Acide désoxyribonucléique - ADN
Synonymes
Matériel héréditaire, gènes, empreinte génétique
Anglais: Acide désoxyribonucléique (DNS)
définition
L'ADN est l'instruction de construction du corps de tout être vivant (mammifères, bactéries, Champignons Etc.). Dans son intégralité, il correspond à nos gènes et est responsable des caractéristiques générales d'un être vivant, telles que le nombre de jambes et de bras, ainsi que de caractéristiques individuelles telles que la couleur des cheveux.
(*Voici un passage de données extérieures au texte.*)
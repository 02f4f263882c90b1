//! Interface boundary to the embedding application
//!
//! The core never performs durable storage of its own: it reads problems,
//! test cases and reference solutions through these traits and emits
//! fully-formed records back through them. The owning application supplies
//! the implementations (SQL, files, in-memory, ...).

use async_trait::async_trait;
use uuid::Uuid;

use crate::error::JudgeResult;
use crate::models::{Calibration, Language, Problem, Submission, TestResult, TestCase};

/// Read access to problems and their test cases
#[async_trait]
pub trait ProblemStore: Send + Sync {
    async fn get_problem(&self, problem_id: Uuid) -> JudgeResult<Problem>;

    /// Test cases in creation order. Judging iterates them in exactly the
    /// order returned here.
    async fn list_test_cases(&self, problem_id: Uuid) -> JudgeResult<Vec<TestCase>>;
}

/// Lookup of known-correct reference solutions, used only for calibration
#[async_trait]
pub trait ReferenceSolutionStore: Send + Sync {
    async fn load_reference_solution(
        &self,
        problem_id: Uuid,
        language: Language,
    ) -> JudgeResult<String>;
}

/// Persistence of calibration records and the per-problem active pointer
#[async_trait]
pub trait CalibrationStore: Send + Sync {
    /// Persist or update a calibration record
    async fn persist_calibration(&self, calibration: &Calibration) -> JudgeResult<()>;

    /// The currently active calibration for a problem, if any
    async fn active_calibration(&self, problem_id: Uuid) -> JudgeResult<Option<Calibration>>;

    /// Replace the active pointer for a problem. Must be atomic: the last
    /// calibrator to finish successfully wins, and readers never observe a
    /// problem with two active calibrations.
    async fn set_active(&self, problem_id: Uuid, calibration_id: Uuid) -> JudgeResult<()>;
}

/// Persistence of judging output
#[async_trait]
pub trait ResultSink: Send + Sync {
    /// Persist or update a submission record
    async fn persist_submission(&self, submission: &Submission) -> JudgeResult<()>;

    /// Persist one test result; called as each result completes
    async fn persist_test_result(&self, result: &TestResult) -> JudgeResult<()>;
}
Semblable à notre empreinte digitale, l'ADN de chaque personne est différent et dépend de l'ADN de nos parents. Les jumeaux identiques sont l'exception ici: ils ont un ADN identique.
Structure approximative de l'ADN
Chez l'homme, il y a de l'ADN dans chaque cellule du corps Noyau cellulaire (noyau) contiennent. Chez les êtres vivants qui n'ont pas de noyau cellulaire, comme les bactéries ou alors Champignons, l'ADN est exposé dans l'espace cellulaire (CytoplasmeLe noyau de la cellule, qui est seulement env. 5 à 15 µm c'est comme ça qu'il mesure cœur de nos cellules. Il abrite nos gènes sous forme d'ADN dans 46 chromosomes. Afin d'atteindre un total d'env. ADN de 2 m de long L'emballer dans le petit noyau de la cellule consiste à le stabiliser Protéines et les enzymes compressées en spirales, boucles et bobines.
Ainsi, plusieurs gènes sur un brin d'ADN font l'un des 46 chromosomes en forme de X. La moitié des 46 chromosomes sont constitués de chromosomes de la mère et l'autre moitié des chromosomes du père. L'activation des gènes, cependant, est beaucoup plus compliquée, de sorte que les caractéristiques de l'enfant ne sont pas exactes 50% peut être retracé jusqu'à chaque parent.
En dehors de l'ADN sous forme de Les chromosomes dans le noyau cellulaire, il y a plus d'ADN circulaire dans le "Centrales énergétiques«Des cellules den Mitochondries.
Ce cercle ADN ne se transmet que de mère en enfant.
Illustration d'un ADN
Structure de l'ADN, de l'ADN
Acide désoxyribonucléique
Acide désoxyribonucléique
Double brin (hélice)
- La cytosine
- Thymine
- Adénine
- Guanine
- phosphate
- du sucre
- Liaison hydrogène
- Paires de base
- Nucléotide
a - bases pyrimidiniques
b - bases puriques
Ponts A - T: 2H
G - C: ponts 3H
Vous pouvez trouver un aperçu de toutes les images du Dr-Gumpert à l'adresse: illustrations médicales
Structure détaillée de l'ADN
On peut imaginer l'ADN comme un double brin, qui est construit comme un escalier en colimaçon. Cette double hélice est quelque peu inégale, de sorte qu'il y a toujours une distance de plus en plus petite entre les marches de l'escalier en colimaçon (grands et petits sillons).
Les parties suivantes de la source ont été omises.